[Given information]

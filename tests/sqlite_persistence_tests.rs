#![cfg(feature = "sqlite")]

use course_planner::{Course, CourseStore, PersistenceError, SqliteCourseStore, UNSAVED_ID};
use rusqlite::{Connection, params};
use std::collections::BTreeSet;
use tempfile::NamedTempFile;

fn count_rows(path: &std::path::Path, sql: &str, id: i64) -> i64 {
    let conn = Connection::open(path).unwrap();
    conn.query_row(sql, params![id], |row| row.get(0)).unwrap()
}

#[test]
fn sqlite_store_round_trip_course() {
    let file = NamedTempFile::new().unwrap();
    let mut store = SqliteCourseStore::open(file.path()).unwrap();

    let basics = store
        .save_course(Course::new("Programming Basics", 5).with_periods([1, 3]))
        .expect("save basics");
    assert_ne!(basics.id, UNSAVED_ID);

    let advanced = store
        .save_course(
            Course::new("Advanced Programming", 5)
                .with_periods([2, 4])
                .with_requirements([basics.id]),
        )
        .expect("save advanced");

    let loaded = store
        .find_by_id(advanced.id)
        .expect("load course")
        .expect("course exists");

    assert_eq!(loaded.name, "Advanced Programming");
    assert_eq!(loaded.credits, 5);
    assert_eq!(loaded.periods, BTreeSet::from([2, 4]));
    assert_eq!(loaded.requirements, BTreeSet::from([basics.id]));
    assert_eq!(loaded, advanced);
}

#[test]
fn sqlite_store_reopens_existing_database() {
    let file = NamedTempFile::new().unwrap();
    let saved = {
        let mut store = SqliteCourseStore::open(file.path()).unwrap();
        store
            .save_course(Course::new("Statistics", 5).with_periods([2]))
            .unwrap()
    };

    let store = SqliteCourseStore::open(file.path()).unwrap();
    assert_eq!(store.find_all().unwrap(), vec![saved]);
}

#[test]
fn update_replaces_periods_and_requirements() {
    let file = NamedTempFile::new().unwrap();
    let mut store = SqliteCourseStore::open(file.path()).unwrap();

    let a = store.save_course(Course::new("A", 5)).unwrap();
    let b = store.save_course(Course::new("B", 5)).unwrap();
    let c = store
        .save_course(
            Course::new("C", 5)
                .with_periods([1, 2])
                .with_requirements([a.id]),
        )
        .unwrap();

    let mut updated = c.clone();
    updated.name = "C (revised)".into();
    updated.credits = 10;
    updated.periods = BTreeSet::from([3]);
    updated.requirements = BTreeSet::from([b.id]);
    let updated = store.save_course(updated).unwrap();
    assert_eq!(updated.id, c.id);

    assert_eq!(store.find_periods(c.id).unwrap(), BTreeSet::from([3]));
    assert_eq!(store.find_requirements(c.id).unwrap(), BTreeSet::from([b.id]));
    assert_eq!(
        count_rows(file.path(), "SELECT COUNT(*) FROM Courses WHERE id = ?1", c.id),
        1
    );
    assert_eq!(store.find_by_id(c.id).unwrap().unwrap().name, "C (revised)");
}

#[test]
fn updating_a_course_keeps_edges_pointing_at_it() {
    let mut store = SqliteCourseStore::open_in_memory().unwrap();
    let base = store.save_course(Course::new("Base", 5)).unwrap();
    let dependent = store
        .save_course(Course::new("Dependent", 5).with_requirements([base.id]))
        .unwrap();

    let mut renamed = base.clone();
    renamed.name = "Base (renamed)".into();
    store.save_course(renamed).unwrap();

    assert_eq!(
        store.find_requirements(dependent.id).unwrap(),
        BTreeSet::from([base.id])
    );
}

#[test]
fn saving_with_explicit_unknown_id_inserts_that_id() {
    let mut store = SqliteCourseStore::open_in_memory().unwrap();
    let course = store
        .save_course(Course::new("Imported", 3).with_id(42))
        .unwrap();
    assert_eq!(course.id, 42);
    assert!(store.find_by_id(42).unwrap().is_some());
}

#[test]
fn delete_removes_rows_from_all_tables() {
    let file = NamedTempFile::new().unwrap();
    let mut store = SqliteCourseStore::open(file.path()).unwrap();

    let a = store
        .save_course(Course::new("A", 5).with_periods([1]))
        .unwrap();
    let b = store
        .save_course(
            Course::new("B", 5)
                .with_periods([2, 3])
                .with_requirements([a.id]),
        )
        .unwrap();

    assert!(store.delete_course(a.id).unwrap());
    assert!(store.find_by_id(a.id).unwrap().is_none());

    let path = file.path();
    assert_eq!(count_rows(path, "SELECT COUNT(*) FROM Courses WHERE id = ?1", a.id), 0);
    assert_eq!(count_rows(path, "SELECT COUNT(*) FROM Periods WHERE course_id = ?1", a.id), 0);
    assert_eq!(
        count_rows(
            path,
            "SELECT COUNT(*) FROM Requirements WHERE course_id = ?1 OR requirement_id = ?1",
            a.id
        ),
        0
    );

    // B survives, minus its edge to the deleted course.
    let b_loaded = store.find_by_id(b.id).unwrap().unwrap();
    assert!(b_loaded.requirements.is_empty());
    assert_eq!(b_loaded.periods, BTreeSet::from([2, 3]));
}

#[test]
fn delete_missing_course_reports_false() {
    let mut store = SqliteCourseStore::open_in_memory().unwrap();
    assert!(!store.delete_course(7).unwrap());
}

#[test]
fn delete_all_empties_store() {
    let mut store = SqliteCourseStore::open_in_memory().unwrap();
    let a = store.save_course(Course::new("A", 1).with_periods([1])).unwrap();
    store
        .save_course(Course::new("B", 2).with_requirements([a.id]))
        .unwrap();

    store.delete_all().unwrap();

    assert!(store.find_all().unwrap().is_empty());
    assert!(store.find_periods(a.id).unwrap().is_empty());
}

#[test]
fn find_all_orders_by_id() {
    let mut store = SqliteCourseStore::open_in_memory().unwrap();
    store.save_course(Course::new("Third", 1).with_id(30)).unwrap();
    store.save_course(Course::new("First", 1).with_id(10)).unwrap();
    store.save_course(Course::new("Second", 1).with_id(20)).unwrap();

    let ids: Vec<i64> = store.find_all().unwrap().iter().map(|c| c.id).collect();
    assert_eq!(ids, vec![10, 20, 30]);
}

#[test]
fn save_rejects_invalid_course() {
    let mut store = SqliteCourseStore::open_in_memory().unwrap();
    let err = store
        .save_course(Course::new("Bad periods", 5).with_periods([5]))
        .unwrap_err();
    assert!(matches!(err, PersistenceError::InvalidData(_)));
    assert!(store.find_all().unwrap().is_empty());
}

[/Given information]
[Given information]

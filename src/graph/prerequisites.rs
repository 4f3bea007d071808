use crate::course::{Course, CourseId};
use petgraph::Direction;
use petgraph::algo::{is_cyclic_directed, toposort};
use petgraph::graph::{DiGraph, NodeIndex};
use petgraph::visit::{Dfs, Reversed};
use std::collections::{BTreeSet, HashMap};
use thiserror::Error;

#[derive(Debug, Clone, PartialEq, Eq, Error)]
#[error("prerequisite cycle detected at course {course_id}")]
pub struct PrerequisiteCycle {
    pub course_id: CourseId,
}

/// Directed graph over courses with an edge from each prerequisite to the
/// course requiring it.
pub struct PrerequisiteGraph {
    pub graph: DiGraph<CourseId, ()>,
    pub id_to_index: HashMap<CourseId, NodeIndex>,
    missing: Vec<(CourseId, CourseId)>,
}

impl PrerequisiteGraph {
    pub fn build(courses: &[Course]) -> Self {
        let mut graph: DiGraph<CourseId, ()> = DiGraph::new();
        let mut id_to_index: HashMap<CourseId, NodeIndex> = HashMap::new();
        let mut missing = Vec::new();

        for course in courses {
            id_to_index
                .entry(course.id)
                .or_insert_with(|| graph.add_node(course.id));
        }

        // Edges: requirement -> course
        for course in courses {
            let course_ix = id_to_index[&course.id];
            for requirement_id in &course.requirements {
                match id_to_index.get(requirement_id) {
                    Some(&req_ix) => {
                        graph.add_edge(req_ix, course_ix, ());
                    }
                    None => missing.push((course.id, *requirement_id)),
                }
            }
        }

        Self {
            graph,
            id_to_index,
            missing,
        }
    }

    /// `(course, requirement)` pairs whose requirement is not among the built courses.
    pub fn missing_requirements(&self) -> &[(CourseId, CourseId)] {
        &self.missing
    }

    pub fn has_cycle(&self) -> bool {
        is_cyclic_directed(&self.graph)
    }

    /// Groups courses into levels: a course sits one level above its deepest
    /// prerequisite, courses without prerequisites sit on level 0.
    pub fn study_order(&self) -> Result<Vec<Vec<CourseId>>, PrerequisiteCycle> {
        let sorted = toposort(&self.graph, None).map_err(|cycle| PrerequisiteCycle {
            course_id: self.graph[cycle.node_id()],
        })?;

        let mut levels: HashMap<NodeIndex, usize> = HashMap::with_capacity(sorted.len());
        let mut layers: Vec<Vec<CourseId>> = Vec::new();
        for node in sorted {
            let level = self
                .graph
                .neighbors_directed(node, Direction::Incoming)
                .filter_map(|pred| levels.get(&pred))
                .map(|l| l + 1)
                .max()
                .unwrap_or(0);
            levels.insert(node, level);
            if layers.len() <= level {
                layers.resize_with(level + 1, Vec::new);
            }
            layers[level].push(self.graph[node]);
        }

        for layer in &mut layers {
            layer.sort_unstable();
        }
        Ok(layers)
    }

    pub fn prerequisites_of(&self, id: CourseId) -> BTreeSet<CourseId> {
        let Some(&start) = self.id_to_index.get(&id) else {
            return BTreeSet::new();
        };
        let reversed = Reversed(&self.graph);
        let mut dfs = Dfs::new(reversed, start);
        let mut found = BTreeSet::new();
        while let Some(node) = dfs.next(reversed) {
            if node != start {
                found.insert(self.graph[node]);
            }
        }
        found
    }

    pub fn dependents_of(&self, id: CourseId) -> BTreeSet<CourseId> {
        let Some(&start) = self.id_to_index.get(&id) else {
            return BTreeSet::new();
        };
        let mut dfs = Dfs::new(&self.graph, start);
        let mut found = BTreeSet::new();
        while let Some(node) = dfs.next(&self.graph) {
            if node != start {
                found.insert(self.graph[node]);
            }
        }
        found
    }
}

[/Given information]
[Given information]

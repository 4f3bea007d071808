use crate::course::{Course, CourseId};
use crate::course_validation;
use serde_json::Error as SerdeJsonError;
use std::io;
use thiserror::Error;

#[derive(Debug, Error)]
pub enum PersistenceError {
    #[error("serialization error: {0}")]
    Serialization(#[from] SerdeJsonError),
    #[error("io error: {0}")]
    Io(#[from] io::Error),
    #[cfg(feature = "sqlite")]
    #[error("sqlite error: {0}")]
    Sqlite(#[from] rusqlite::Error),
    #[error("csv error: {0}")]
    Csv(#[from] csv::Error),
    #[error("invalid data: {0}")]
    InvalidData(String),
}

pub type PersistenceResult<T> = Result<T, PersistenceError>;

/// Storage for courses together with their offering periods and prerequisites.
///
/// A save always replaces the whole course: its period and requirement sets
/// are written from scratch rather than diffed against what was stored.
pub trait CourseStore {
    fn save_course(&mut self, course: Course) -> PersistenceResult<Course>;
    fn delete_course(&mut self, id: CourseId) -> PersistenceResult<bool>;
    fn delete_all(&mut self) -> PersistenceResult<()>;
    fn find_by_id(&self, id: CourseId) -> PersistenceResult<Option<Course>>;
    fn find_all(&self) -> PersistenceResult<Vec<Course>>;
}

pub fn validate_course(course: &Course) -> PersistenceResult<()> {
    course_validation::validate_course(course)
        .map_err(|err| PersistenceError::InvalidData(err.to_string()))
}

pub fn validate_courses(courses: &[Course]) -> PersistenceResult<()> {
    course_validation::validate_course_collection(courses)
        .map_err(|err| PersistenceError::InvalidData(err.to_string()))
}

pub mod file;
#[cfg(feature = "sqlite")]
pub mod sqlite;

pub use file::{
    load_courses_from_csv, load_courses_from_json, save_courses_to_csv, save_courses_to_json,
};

[/Given information]

Required work —
Scan the lines above for "filename tests/sqlite_persistence_tests.rs" and for "let conn = Connection::open(path).unwrap();". Repeat exactly the line holding each of them and every line in between.

Your response —
filename tests/sqlite_persistence_tests.rs
#![cfg(feature = "sqlite")]

use course_planner::{Course, CourseStore, PersistenceError, SqliteCourseStore, UNSAVED_ID};
use rusqlite::{Connection, params};
use std::collections::BTreeSet;
use tempfile::NamedTempFile;

fn count_rows(path: &std::path::Path, sql: &str, id: i64) -> i64 {
    let conn = Connection::open(path).unwrap();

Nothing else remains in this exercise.